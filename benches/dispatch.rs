//! Dispatch Benchmarks
//!
//! Run with: cargo bench --bench dispatch

use criterion::{black_box, criterion_group, criterion_main, Criterion, Throughput};
use std::sync::Arc;
use tokio::runtime::Runtime;
use tuneflow_devkit::dispatch::{DispatchOutcome, DispatcherOptions, JobDispatcher};
use tuneflow_devkit::plugins::{
    BundleManifest, HelloWorldPlugin, PluginRegistry, SongPlugin, HELLO_WORLD_BUNDLE,
};
use tuneflow_devkit::protocol::RunPluginRequest;
use tuneflow_devkit::{ExecutionEngine, Song};

fn registry() -> Arc<PluginRegistry> {
    let manifest = BundleManifest::from_json_str(HELLO_WORLD_BUNDLE).unwrap();
    let plugins: Vec<Arc<dyn SongPlugin>> = vec![Arc::new(HelloWorldPlugin)];
    Arc::new(PluginRegistry::register(plugins, manifest).unwrap())
}

fn song_bytes(tracks: usize) -> Vec<u8> {
    let mut song = Song::new();
    for i in 0..tracks {
        let notes = vec![rmpv::Value::from(i as u64); 64];
        song.set(&format!("track-{}", i), notes);
    }
    song.to_bytes().unwrap()
}

fn benchmark_resolve(c: &mut Criterion) {
    let registry = registry();

    c.bench_function("registry_resolve", |b| {
        b.iter(|| {
            registry
                .resolve(black_box("andantei"), black_box("hello-world"))
                .is_ok()
        })
    });
}

fn benchmark_song_codec(c: &mut Criterion) {
    let mut group = c.benchmark_group("song_codec");

    for tracks in [1, 16, 128].iter() {
        let bytes = song_bytes(*tracks);
        group.throughput(Throughput::Bytes(bytes.len() as u64));
        group.bench_with_input(format!("{}_tracks", tracks), &bytes, |b, bytes| {
            b.iter(|| {
                Song::from_bytes(black_box(bytes))
                    .unwrap()
                    .to_bytes()
                    .unwrap()
            })
        });
    }

    group.finish();
}

fn benchmark_sync_run(c: &mut Criterion) {
    let rt = Runtime::new().unwrap();
    let dispatcher = JobDispatcher::new(
        registry(),
        ExecutionEngine::default(),
        DispatcherOptions::default(),
    );
    let song = song_bytes(16);

    let mut group = c.benchmark_group("dispatch");
    group.throughput(Throughput::Elements(1));

    group.bench_function("sync_run", |b| {
        b.to_async(&rt).iter(|| async {
            let request = RunPluginRequest {
                provider_id: "andantei".to_string(),
                plugin_id: "hello-world".to_string(),
                song: song.clone(),
                params: Default::default(),
            };
            let outcome = dispatcher.run_job(request, Default::default()).await;
            assert!(matches!(outcome, DispatchOutcome::Done(ref r) if r.is_ok()));
        });
    });

    group.finish();
}

criterion_group!(
    benches,
    benchmark_resolve,
    benchmark_song_codec,
    benchmark_sync_run
);
criterion_main!(benches);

§ **Problem to work on**: Repeat all the data, every line exactly.

§ **Answer space**:
filename benches/dispatch.rs
//! Dispatch Benchmarks
//!
//! Run with: cargo bench --bench dispatch

use criterion::{black_box, criterion_group, criterion_main, Criterion, Throughput};
use std::sync::Arc;
use tokio::runtime::Runtime;
use tuneflow_devkit::dispatch::{DispatchOutcome, DispatcherOptions, JobDispatcher};
use tuneflow_devkit::plugins::{
    BundleManifest, HelloWorldPlugin, PluginRegistry, SongPlugin, HELLO_WORLD_BUNDLE,
};
use tuneflow_devkit::protocol::RunPluginRequest;
use tuneflow_devkit::{ExecutionEngine, Song};

fn registry() -> Arc<PluginRegistry> {
    let manifest = BundleManifest::from_json_str(HELLO_WORLD_BUNDLE).unwrap();
    let plugins: Vec<Arc<dyn SongPlugin>> = vec![Arc::new(HelloWorldPlugin)];
    Arc::new(PluginRegistry::register(plugins, manifest).unwrap())
}

fn song_bytes(tracks: usize) -> Vec<u8> {
    let mut song = Song::new();
    for i in 0..tracks {
        let notes = vec![rmpv::Value::from(i as u64); 64];
        song.set(&format!("track-{}", i), notes);
    }
    song.to_bytes().unwrap()
}

fn benchmark_resolve(c: &mut Criterion) {
    let registry = registry();

    c.bench_function("registry_resolve", |b| {
        b.iter(|| {
            registry
                .resolve(black_box("andantei"), black_box("hello-world"))
                .is_ok()
        })
    });
}

fn benchmark_song_codec(c: &mut Criterion) {
    let mut group = c.benchmark_group("song_codec");

    for tracks in [1, 16, 128].iter() {
        let bytes = song_bytes(*tracks);
        group.throughput(Throughput::Bytes(bytes.len() as u64));
        group.bench_with_input(format!("{}_tracks", tracks), &bytes, |b, bytes| {
            b.iter(|| {
                Song::from_bytes(black_box(bytes))
                    .unwrap()
                    .to_bytes()
                    .unwrap()
            })
        });
    }

    group.finish();
}

fn benchmark_sync_run(c: &mut Criterion) {
    let rt = Runtime::new().unwrap();
    let dispatcher = JobDispatcher::new(
        registry(),
        ExecutionEngine::default(),
        DispatcherOptions::default(),
    );
    let song = song_bytes(16);

    let mut group = c.benchmark_group("dispatch");
    group.throughput(Throughput::Elements(1));

    group.bench_function("sync_run", |b| {
        b.to_async(&rt).iter(|| async {
            let request = RunPluginRequest {
                provider_id: "andantei".to_string(),
                plugin_id: "hello-world".to_string(),
                song: song.clone(),
                params: Default::default(),
            };
            let outcome = dispatcher.run_job(request, Default::default()).await;
            assert!(matches!(outcome, DispatchOutcome::Done(ref r) if r.is_ok()));
        });
    });

    group.finish();
}

criterion_group!(
    benches,
    benchmark_resolve,
    benchmark_song_codec,
    benchmark_sync_run
);
criterion_main!(benches);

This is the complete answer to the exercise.